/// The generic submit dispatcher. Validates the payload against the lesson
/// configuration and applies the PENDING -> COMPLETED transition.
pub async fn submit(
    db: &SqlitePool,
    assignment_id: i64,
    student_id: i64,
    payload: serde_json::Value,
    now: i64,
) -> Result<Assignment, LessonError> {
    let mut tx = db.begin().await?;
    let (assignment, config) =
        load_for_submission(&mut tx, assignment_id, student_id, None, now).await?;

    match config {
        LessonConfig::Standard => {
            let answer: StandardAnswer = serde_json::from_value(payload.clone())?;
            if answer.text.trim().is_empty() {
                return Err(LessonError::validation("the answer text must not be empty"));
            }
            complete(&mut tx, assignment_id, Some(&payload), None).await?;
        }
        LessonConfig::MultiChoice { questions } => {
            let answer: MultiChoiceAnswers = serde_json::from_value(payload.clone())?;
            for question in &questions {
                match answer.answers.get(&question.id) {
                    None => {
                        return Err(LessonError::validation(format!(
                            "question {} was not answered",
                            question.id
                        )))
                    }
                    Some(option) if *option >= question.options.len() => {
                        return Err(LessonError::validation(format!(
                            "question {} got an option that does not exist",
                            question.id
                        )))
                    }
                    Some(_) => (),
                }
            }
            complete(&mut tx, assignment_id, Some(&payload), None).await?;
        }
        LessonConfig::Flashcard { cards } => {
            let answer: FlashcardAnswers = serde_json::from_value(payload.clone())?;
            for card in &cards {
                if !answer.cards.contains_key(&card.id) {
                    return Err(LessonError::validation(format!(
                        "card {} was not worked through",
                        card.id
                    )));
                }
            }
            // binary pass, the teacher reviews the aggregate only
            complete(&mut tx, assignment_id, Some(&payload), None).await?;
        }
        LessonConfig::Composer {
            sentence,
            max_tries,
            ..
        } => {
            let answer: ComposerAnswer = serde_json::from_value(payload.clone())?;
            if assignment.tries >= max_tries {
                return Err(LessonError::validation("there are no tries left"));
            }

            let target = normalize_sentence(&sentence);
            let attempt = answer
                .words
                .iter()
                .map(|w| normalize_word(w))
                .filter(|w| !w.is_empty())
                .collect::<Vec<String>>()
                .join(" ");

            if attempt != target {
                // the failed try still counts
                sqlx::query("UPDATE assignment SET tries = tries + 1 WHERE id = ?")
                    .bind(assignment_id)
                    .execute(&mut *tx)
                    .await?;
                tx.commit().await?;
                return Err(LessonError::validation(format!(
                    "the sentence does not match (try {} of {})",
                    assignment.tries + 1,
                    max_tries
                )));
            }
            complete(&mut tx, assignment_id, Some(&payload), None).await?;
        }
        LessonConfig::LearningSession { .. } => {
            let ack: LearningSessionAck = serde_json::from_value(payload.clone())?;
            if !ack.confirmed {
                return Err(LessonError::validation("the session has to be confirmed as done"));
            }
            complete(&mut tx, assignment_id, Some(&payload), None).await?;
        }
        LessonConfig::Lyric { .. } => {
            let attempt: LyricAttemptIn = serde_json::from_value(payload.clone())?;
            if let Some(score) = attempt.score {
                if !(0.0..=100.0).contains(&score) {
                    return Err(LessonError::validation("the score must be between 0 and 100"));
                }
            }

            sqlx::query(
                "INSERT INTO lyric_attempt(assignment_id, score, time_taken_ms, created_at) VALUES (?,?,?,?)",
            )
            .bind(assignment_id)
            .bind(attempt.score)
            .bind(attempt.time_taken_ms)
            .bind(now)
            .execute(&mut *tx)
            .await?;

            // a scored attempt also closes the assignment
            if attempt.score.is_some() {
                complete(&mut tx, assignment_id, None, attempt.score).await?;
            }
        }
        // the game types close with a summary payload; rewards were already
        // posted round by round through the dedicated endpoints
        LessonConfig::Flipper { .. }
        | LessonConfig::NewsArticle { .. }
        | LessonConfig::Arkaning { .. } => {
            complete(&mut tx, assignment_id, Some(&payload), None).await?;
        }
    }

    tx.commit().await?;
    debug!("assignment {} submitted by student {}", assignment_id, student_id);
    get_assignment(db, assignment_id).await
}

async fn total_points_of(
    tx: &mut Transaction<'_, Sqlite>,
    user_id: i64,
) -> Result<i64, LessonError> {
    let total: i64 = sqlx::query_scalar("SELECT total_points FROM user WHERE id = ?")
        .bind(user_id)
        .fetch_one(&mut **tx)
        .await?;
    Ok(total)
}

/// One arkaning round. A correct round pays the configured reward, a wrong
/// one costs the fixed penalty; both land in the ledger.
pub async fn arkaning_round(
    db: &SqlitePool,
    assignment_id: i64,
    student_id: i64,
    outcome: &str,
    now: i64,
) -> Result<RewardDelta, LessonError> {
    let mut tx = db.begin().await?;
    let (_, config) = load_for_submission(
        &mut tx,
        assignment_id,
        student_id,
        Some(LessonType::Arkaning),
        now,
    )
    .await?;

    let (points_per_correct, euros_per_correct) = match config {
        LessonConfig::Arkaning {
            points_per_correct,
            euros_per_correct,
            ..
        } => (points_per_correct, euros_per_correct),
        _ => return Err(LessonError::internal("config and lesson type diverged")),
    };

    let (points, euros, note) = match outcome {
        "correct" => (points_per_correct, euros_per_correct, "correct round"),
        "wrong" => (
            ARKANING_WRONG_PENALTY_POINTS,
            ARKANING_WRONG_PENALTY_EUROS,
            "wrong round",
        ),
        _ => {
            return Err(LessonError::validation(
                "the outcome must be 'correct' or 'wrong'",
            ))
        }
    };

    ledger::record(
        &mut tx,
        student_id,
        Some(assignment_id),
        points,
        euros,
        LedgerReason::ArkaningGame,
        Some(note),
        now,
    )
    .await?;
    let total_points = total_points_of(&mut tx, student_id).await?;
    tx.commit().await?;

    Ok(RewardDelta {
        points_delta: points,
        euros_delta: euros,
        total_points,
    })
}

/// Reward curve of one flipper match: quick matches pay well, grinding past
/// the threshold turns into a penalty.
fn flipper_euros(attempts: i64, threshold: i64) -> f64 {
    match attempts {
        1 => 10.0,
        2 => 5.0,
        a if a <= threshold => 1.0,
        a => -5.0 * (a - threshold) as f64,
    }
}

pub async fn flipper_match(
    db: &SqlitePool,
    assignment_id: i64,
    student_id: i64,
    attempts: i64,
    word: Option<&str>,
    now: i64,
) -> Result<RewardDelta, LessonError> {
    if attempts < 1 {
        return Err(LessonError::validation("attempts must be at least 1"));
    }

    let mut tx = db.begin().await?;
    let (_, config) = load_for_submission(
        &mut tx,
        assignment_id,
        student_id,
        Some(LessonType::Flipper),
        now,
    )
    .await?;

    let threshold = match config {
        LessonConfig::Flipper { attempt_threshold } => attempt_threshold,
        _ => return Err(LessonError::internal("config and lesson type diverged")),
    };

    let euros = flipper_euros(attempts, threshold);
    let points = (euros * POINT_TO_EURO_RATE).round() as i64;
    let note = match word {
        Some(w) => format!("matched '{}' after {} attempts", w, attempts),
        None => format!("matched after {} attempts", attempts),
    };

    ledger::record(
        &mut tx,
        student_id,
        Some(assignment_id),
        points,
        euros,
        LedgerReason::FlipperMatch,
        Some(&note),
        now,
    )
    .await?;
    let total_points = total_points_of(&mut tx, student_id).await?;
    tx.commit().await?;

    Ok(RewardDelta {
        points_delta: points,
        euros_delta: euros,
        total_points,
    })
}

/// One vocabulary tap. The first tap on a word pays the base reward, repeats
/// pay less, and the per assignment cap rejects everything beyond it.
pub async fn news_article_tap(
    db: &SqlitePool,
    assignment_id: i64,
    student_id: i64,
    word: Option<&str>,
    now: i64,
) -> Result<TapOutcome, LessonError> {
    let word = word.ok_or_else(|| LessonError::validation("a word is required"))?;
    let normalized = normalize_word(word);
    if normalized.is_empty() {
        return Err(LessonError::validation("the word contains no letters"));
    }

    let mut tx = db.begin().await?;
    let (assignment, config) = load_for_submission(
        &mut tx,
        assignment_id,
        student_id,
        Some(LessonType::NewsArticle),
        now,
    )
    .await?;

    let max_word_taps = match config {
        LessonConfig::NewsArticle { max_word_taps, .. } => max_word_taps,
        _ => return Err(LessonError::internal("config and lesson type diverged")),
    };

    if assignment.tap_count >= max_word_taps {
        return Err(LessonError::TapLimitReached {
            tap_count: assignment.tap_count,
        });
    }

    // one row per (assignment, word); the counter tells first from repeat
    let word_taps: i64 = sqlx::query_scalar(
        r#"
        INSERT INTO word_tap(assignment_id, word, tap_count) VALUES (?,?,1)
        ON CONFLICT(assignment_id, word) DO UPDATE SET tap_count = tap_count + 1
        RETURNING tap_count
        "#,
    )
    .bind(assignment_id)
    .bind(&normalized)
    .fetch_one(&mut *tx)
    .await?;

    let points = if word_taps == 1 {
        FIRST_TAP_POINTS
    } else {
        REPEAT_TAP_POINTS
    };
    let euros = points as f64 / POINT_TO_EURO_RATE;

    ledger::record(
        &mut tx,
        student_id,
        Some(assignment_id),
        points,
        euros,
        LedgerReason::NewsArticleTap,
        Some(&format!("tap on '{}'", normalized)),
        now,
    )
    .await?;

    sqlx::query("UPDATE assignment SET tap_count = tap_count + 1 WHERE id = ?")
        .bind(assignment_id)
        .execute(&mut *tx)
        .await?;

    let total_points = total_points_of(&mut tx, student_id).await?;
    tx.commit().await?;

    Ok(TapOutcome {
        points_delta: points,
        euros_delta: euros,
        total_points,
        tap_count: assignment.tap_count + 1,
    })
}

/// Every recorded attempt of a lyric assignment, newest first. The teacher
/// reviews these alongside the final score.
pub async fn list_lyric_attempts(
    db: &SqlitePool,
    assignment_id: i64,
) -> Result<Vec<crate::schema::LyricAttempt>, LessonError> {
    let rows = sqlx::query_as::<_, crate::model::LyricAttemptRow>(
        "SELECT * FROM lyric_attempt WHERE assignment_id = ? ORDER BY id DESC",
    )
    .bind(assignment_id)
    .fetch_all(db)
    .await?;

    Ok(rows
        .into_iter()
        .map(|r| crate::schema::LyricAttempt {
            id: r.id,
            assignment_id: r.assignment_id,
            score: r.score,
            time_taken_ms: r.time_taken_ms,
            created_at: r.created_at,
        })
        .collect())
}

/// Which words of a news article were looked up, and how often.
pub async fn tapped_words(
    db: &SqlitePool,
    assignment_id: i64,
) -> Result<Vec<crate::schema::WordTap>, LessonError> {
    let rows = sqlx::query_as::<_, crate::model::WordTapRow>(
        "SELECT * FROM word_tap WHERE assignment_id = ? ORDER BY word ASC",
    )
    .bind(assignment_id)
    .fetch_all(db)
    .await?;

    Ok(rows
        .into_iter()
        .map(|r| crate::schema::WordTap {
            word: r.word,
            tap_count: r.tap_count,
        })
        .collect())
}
------------------------------------------------------------
The answer should be a single number: the count of lines in the data that include the string "confirmed".

• Answer space:
2